The Oscar telecast audience last night was the lowest rated in history. A lousy 32 million viewers tuned in, which is a huge disaster considering that 95.5 million sports fans watched the Super Bowl earlier this month.
This is the way of American culture — more and more followers of competitive games in which men on performance-enhancing drugs try to either hit or take possession of a ball in order to score with it, and fewer and fewer true movie fans. I guess this means…what, ABC might earn a bit less in the way of ad revenues next year? I need to know why I’m supposed to care about this.

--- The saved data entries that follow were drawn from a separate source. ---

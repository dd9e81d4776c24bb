//! Persistent configuration for telecrafter.
//!
//! Stored at `~/Library/Application Support/telecrafter/config.toml` (macOS)
//! or `~/.local/share/telecrafter/config.toml` (Linux). The directory can be
//! moved with `TELECRAFTER_DATA_DIR`.
//!
//! Values can also be set via environment variables (higher priority).

use anyhow::{bail, Context, Result};
use std::collections::{BTreeMap, HashMap};
use std::path::PathBuf;

use super::generator::{self, Mode, DEFAULT_COUNT};
use super::prefix::{self, Prefix};

const ENV_PREFIX: &str = "TELECRAFTER";

/// Keys understood by [`Settings::load`].
pub const KNOWN_KEYS: &[&str] = &["defaults.prefix", "defaults.mode", "defaults.count", "export.dir"];

/// Get the telecrafter data directory.
pub fn data_dir() -> PathBuf {
    if let Ok(dir) = std::env::var("TELECRAFTER_DATA_DIR") {
        if !dir.is_empty() {
            return PathBuf::from(dir);
        }
    }
    dirs::data_dir()
        .unwrap_or_else(|| PathBuf::from("/tmp"))
        .join("telecrafter")
}

/// Get the config file path.
pub fn config_path() -> PathBuf {
    data_dir().join("config.toml")
}

/// Env var consulted for `key`: "export.dir" → "TELECRAFTER_EXPORT_DIR".
fn env_key(key: &str) -> String {
    format!("{}_{}", ENV_PREFIX, key.replace('.', "_").to_uppercase())
}

/// Read a config value. Checks the env var first, then the config file.
pub fn get(key: &str) -> Option<String> {
    if let Ok(val) = std::env::var(env_key(key)) {
        if !val.is_empty() {
            return Some(val);
        }
    }
    load_config().unwrap_or_default().get(key).cloned()
}

/// Set a config value in the config file. Known keys are validated.
pub fn set(key: &str, value: &str) -> Result<()> {
    validate(key, value)?;
    let mut config = load_config().unwrap_or_default();
    config.insert(key.to_string(), value.to_string());
    save_config(&config)
}

/// Remove a config value from the config file.
pub fn unset(key: &str) -> Result<()> {
    let mut config = load_config().unwrap_or_default();
    config.remove(key);
    save_config(&config)
}

/// List all config values.
pub fn list() -> HashMap<String, String> {
    load_config().unwrap_or_default()
}

fn validate(key: &str, value: &str) -> Result<()> {
    // Values are written between double quotes with no escaping.
    if value.contains('"') {
        bail!("config values cannot contain '\"'");
    }
    match key {
        "defaults.prefix" => Prefix::parse(value).map(|_| ()),
        "defaults.mode" => Mode::from_str(value).map(|_| ()),
        "defaults.count" => {
            value
                .trim()
                .parse::<u32>()
                .with_context(|| format!("defaults.count must be a number, got '{}'", value))?;
            Ok(())
        }
        "export.dir" if value.trim().is_empty() => bail!("export.dir cannot be empty"),
        "export.dir" => Ok(()),
        _ => bail!("unknown config key '{}' (known: {})", key, KNOWN_KEYS.join(", ")),
    }
}

/// Effective defaults for the form and the `generate` command.
#[derive(Debug, Clone, PartialEq)]
pub struct Settings {
    pub prefix: Prefix,
    pub mode: Mode,
    pub count: u32,
    pub export_dir: PathBuf,
}

impl Default for Settings {
    fn default() -> Self {
        Settings {
            prefix: prefix::DEFAULT,
            mode: Mode::Random,
            count: DEFAULT_COUNT,
            export_dir: PathBuf::from("."),
        }
    }
}

impl Settings {
    /// Resolve settings from env and config file. Bad values are logged and
    /// replaced by the built-in default.
    pub fn load() -> Self {
        Self::from_lookup(get)
    }

    fn from_lookup(lookup: impl Fn(&str) -> Option<String>) -> Self {
        let mut s = Settings::default();

        if let Some(v) = lookup("defaults.prefix") {
            match Prefix::parse(&v) {
                Ok(p) => s.prefix = p,
                Err(e) => log::warn!("ignoring defaults.prefix: {}", e),
            }
        }
        if let Some(v) = lookup("defaults.mode") {
            match Mode::from_str(v.trim()) {
                Ok(m) => s.mode = m,
                Err(e) => log::warn!("ignoring defaults.mode: {}", e),
            }
        }
        if let Some(v) = lookup("defaults.count") {
            s.count = generator::parse_count(&v);
        }
        if let Some(v) = lookup("export.dir") {
            s.export_dir = PathBuf::from(v);
        }
        s
    }
}

fn load_config() -> Result<HashMap<String, String>> {
    let path = config_path();
    let content = match std::fs::read_to_string(&path) {
        Ok(c) => c,
        Err(_) => return Ok(HashMap::new()),
    };
    Ok(parse_config(&content))
}

/// Simple key=value format (one per line). Lines starting with # are
/// comments. Section headers [name] prefix subsequent keys.
fn parse_config(content: &str) -> HashMap<String, String> {
    let mut map = HashMap::new();
    let mut section = String::new();

    for line in content.lines() {
        let line = line.trim();
        if line.is_empty() || line.starts_with('#') {
            continue;
        }
        if line.starts_with('[') && line.ends_with(']') {
            section = line[1..line.len() - 1].trim().to_string();
            continue;
        }
        if let Some(eq_pos) = line.find('=') {
            let key = line[..eq_pos].trim();
            let value = line[eq_pos + 1..].trim().trim_matches('"');
            let full_key = if section.is_empty() {
                key.to_string()
            } else {
                format!("{}.{}", section, key)
            };
            map.insert(full_key, value.to_string());
        }
    }

    map
}

/// Render in the same TOML-like format, sections sorted.
fn render_config(config: &HashMap<String, String>) -> String {
    let mut sections: BTreeMap<&str, BTreeMap<&str, &str>> = BTreeMap::new();
    for (key, value) in config {
        let (section, field) = key.split_once('.').unwrap_or(("", key.as_str()));
        sections.entry(section).or_default().insert(field, value.as_str());
    }

    let mut output = String::new();

    // Top-level keys sort first under the empty section name
    for (name, fields) in &sections {
        if !name.is_empty() {
            output.push_str(&format!("[{}]\n", name));
        }
        for (k, v) in fields {
            output.push_str(&format!("{} = \"{}\"\n", k, v));
        }
        output.push('\n');
    }

    output
}

fn save_config(config: &HashMap<String, String>) -> Result<()> {
    let dir = data_dir();
    std::fs::create_dir_all(&dir).with_context(|| format!("failed to create {}", dir.display()))?;

    let path = config_path();
    std::fs::write(&path, render_config(config))
        .with_context(|| format!("failed to write {}", path.display()))?;

    Ok(())
}
pub mod config;
pub mod export;
pub mod generator;
pub mod number;
pub mod pattern;
pub mod prefix;
use anyhow::{bail, Result};
use std::fmt;

/// Number of selectable prefixes: `0301` through `0349`.
pub const PREFIX_COUNT: u8 = 49;

/// The default prefix offered by the form.
pub const DEFAULT: Prefix = Prefix(1);

/// A 4-digit leading segment, one of `0301`..`0349`.
///
/// Stored as its ordinal (1..=49) so it can only ever hold a valid value.
#[derive(Debug, Clone, Copy, PartialEq, Eq, Hash)]
pub struct Prefix(u8);

impl Prefix {
    pub fn parse(s: &str) -> Result<Self> {
        let s = s.trim();
        if s.len() != 4 || !s.starts_with("03") || !s.bytes().all(|b| b.is_ascii_digit()) {
            bail!("invalid prefix '{}': expected one of 0301..0349", s);
        }
        let n: u8 = s[2..].parse()?;
        if n == 0 || n > PREFIX_COUNT {
            bail!("invalid prefix '{}': expected one of 0301..0349", s);
        }
        Ok(Prefix(n))
    }

    /// All selectable prefixes in order.
    pub fn all() -> impl Iterator<Item = Prefix> {
        (1..=PREFIX_COUNT).map(Prefix)
    }

    pub fn digits(self) -> [u8; 4] {
        [0, 3, self.0 / 10, self.0 % 10]
    }

    /// Step to the neighbouring option, wrapping at both ends.
    pub fn cycle(self, forward: bool) -> Self {
        let idx = self.0 - 1;
        let next = if forward {
            (idx + 1) % PREFIX_COUNT
        } else {
            (idx + PREFIX_COUNT - 1) % PREFIX_COUNT
        };
        Prefix(next + 1)
    }
}

impl Default for Prefix {
    fn default() -> Self {
        DEFAULT
    }
}

impl fmt::Display for Prefix {
    fn fmt(&self, f: &mut fmt::Formatter<'_>) -> fmt::Result {
        write!(f, "03{:02}", self.0)
    }
}
#[cfg(test)]
mod tests {
    use super::*;
    use rand::SeedableRng;

    fn make_app() -> App {
        App::new(&Settings::default(), StdRng::seed_from_u64(0))
    }

    fn type_str(app: &mut App, s: &str) {
        for c in s.chars() {
            app.handle_key(KeyCode::Char(c), KeyModifiers::NONE).unwrap();
        }
    }

    fn clear_field(app: &mut App) {
        for _ in 0..10 {
            app.handle_key(KeyCode::Backspace, KeyModifiers::NONE).unwrap();
        }
    }

    fn submit(app: &mut App) -> Request {
        match app.handle_key(KeyCode::Enter, KeyModifiers::NONE).unwrap() {
            Action::Generate(req) => req,
            other => panic!("expected Generate, got {:?}", other),
        }
    }

    #[test]
    fn quit_on_q() {
        let mut app = make_app();
        app.handle_key(KeyCode::Char('q'), KeyModifiers::NONE).unwrap();
        assert!(app.should_quit);
    }

    #[test]
    fn quit_on_ctrl_c() {
        let mut app = make_app();
        app.handle_key(KeyCode::Char('c'), KeyModifiers::CONTROL).unwrap();
        assert!(app.should_quit);
    }

    #[test]
    fn defaults_from_settings() {
        let app = make_app();
        assert_eq!(app.form.prefix.to_string(), "0301");
        assert_eq!(app.form.mode, Mode::Random);
        assert_eq!(app.form.count, "1000");
        assert_eq!(app.form.field, Field::Prefix);
    }

    #[test]
    fn prefix_cycles_with_arrows() {
        let mut app = make_app();
        app.handle_key(KeyCode::Right, KeyModifiers::NONE).unwrap();
        assert_eq!(app.form.prefix.to_string(), "0302");
        app.handle_key(KeyCode::Left, KeyModifiers::NONE).unwrap();
        app.handle_key(KeyCode::Left, KeyModifiers::NONE).unwrap();
        assert_eq!(app.form.prefix.to_string(), "0349");
    }

    #[test]
    fn tab_skips_pattern_in_random_mode() {
        let mut app = make_app();
        app.handle_key(KeyCode::Tab, KeyModifiers::NONE).unwrap();
        assert_eq!(app.form.field, Field::Mode);
        app.handle_key(KeyCode::Tab, KeyModifiers::NONE).unwrap();
        assert_eq!(app.form.field, Field::Count);
        app.handle_key(KeyCode::Tab, KeyModifiers::NONE).unwrap();
        assert_eq!(app.form.field, Field::Prefix);
    }

    #[test]
    fn tab_visits_pattern_in_fix_modes() {
        let mut app = make_app();
        app.form.field = Field::Mode;
        app.handle_key(KeyCode::Right, KeyModifiers::NONE).unwrap();
        assert_eq!(app.form.mode, Mode::FixMiddle);
        app.handle_key(KeyCode::Tab, KeyModifiers::NONE).unwrap();
        assert_eq!(app.form.field, Field::Pattern);
        app.handle_key(KeyCode::BackTab, KeyModifiers::NONE).unwrap();
        assert_eq!(app.form.field, Field::Mode);
    }

    #[test]
    fn pattern_accepts_only_five_digits() {
        let mut app = make_app();
        app.form.mode = Mode::FixEnd;
        app.form.field = Field::Pattern;
        type_str(&mut app, "1a2-3x4567");
        assert_eq!(app.form.end_pattern, "12345");
    }

    #[test]
    fn each_fix_mode_keeps_its_own_digits() {
        let mut app = make_app();
        app.form.field = Field::Mode;
        app.handle_key(KeyCode::Right, KeyModifiers::NONE).unwrap();
        assert_eq!(app.form.mode, Mode::FixMiddle);
        app.handle_key(KeyCode::Tab, KeyModifiers::NONE).unwrap();
        type_str(&mut app, "987");

        app.handle_key(KeyCode::BackTab, KeyModifiers::NONE).unwrap();
        app.handle_key(KeyCode::Right, KeyModifiers::NONE).unwrap();
        assert_eq!(app.form.mode, Mode::FixEnd);
        let req = submit(&mut app);
        assert_eq!(req.mode, Mode::FixEnd);
        assert_eq!(req.pattern.as_str(), "");

        app.handle_key(KeyCode::Tab, KeyModifiers::NONE).unwrap();
        assert_eq!(app.form.field, Field::Pattern);
        type_str(&mut app, "12");
        assert_eq!(submit(&mut app).pattern.as_str(), "12");

        app.handle_key(KeyCode::BackTab, KeyModifiers::NONE).unwrap();
        app.handle_key(KeyCode::Left, KeyModifiers::NONE).unwrap();
        assert_eq!(app.form.mode, Mode::FixMiddle);
        assert_eq!(submit(&mut app).pattern.as_str(), "987");
        assert_eq!(app.form.middle_pattern, "987");
        assert_eq!(app.form.end_pattern, "12");

        app.handle_key(KeyCode::Left, KeyModifiers::NONE).unwrap();
        assert_eq!(app.form.mode, Mode::Random);
        assert_eq!(submit(&mut app).pattern.as_str(), "");
    }

    #[test]
    fn count_is_clamped_on_submit() {
        let mut app = make_app();
        app.form.field = Field::Count;
        clear_field(&mut app);
        type_str(&mut app, "9999999");
        let req = submit(&mut app);
        assert_eq!(req.count, 1_000_000);
        assert_eq!(app.form.count, "1000000");

        clear_field(&mut app);
        let req = submit(&mut app);
        assert_eq!(req.count, 1);
    }

    #[test]
    fn count_is_clamped_when_leaving_field() {
        let mut app = make_app();
        app.form.field = Field::Count;
        clear_field(&mut app);
        type_str(&mut app, "0");
        app.handle_key(KeyCode::Tab, KeyModifiers::NONE).unwrap();
        assert_eq!(app.form.count, "1");
    }

    #[test]
    fn submit_builds_request_from_form() {
        let mut app = make_app();
        app.form.field = Field::Mode;
        app.handle_key(KeyCode::Left, KeyModifiers::NONE).unwrap();
        assert_eq!(app.form.mode, Mode::FixEnd);
        app.handle_key(KeyCode::Tab, KeyModifiers::NONE).unwrap();
        type_str(&mut app, "12");
        app.handle_key(KeyCode::Tab, KeyModifiers::NONE).unwrap();
        clear_field(&mut app);
        type_str(&mut app, "5");

        let req = submit(&mut app);
        assert_eq!(req.mode, Mode::FixEnd);
        assert_eq!(req.pattern.as_str(), "12");
        assert_eq!(req.count, 5);
    }

    #[test]
    fn generate_replaces_results() {
        let mut app = make_app();
        app.form.count = "50".into();
        let req = submit(&mut app);
        app.generate(&req);
        assert_eq!(app.results.len(), 50);

        app.selected = 10;
        app.form.count = "7".into();
        let req = submit(&mut app);
        app.generate(&req);
        assert_eq!(app.results.len(), 7);
        assert_eq!(app.selected, 0);
    }

    #[test]
    fn infeasible_request_shows_error_and_keeps_results() {
        let mut app = make_app();
        app.form.count = "3".into();
        let req = submit(&mut app);
        app.generate(&req);

        app.form.mode = Mode::FixEnd;
        app.form.end_pattern = "12345".into();
        app.form.count = "500".into();
        let req = submit(&mut app);
        app.generate(&req);
        assert!(app.error.as_deref().unwrap_or("").contains("exceeds"));
        assert_eq!(app.results.len(), 3);
    }

    #[test]
    fn download_requires_results() {
        let mut app = make_app();
        let action = app.handle_key(KeyCode::Char('t'), KeyModifiers::NONE).unwrap();
        assert!(matches!(action, Action::None));
        assert!(app.error.is_some());
    }

    #[test]
    fn download_writes_into_export_dir() {
        let dir = tempfile::tempdir().unwrap();
        let mut app = make_app();
        app.export_dir = dir.path().to_path_buf();
        app.form.count = "12".into();
        let req = submit(&mut app);
        app.generate(&req);

        let format = match app.handle_key(KeyCode::Char('c'), KeyModifiers::NONE).unwrap() {
            Action::Download(format) => format,
            other => panic!("expected Download, got {:?}", other),
        };
        assert_eq!(format, Format::Csv);
        app.download(format);
        assert!(app.notice.is_some());

        let content = std::fs::read_to_string(dir.path().join("phone-numbers.csv")).unwrap();
        assert_eq!(content.lines().count(), 13);
    }

    #[test]
    fn table_navigation_stays_in_bounds() {
        let mut app = make_app();
        app.form.count = "30".into();
        let req = submit(&mut app);
        app.generate(&req);

        app.handle_key(KeyCode::Up, KeyModifiers::NONE).unwrap();
        assert_eq!(app.selected, 0);
        app.handle_key(KeyCode::PageDown, KeyModifiers::NONE).unwrap();
        assert_eq!(app.selected, 20);
        app.handle_key(KeyCode::PageDown, KeyModifiers::NONE).unwrap();
        assert_eq!(app.selected, 29);
        app.handle_key(KeyCode::Down, KeyModifiers::NONE).unwrap();
        assert_eq!(app.selected, 29);
        app.handle_key(KeyCode::Home, KeyModifiers::NONE).unwrap();
        assert_eq!(app.selected, 0);
    }
}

I got upset about Roy Scheider being ignored in the Oscar telecast’s death montage (i.e., “in Memoriam”), and Us magazine has gotten riled about Brad Renfro being left out as well. But what about Ulrich Muhe, who gave one of the 21st Century’s greatest performances in The Lives of Others, which is hands down one of the century’s greatest films? He died of stomach cancer last July, and the Academy blew him off also.
An Academy spokesperson told Us that Renfro’s omission was “an editing decision because we can’t fit everyone in…there was no specific reason.” Well, c’mon. The Academy cut Muhe out because he was German and because they tend to think like xenophobes now and then. Ask anyone in this town who cares about movies what they thought about Muhe’s performance in Florian Henckel von Donnersmarck‘s film (which won the Oscar for Best Foreign Film). One of the film’s more ardent admirers, I read somewhere, is Tom Hanks.
Famed trailer and main-title designer Kyle Cooper (the guy who designed the main-title sequence in Se7en) cut “In Memoriam.” I called his company, Prologue, to ask him about the omissions. He said he didn’t make the choices; Gil Cates’ office did. He was just given a list of names and instructions about who comes first and comes last and that was that. Cates’ assistant said he was out. An Academy spokesperson said the same thing about the p.r. team.
“My favorite movie of the year was the one about the heartless con man who’s obsessed with finding oil. Its called No End In Sight.” — Bill Maher on the Huffington Post.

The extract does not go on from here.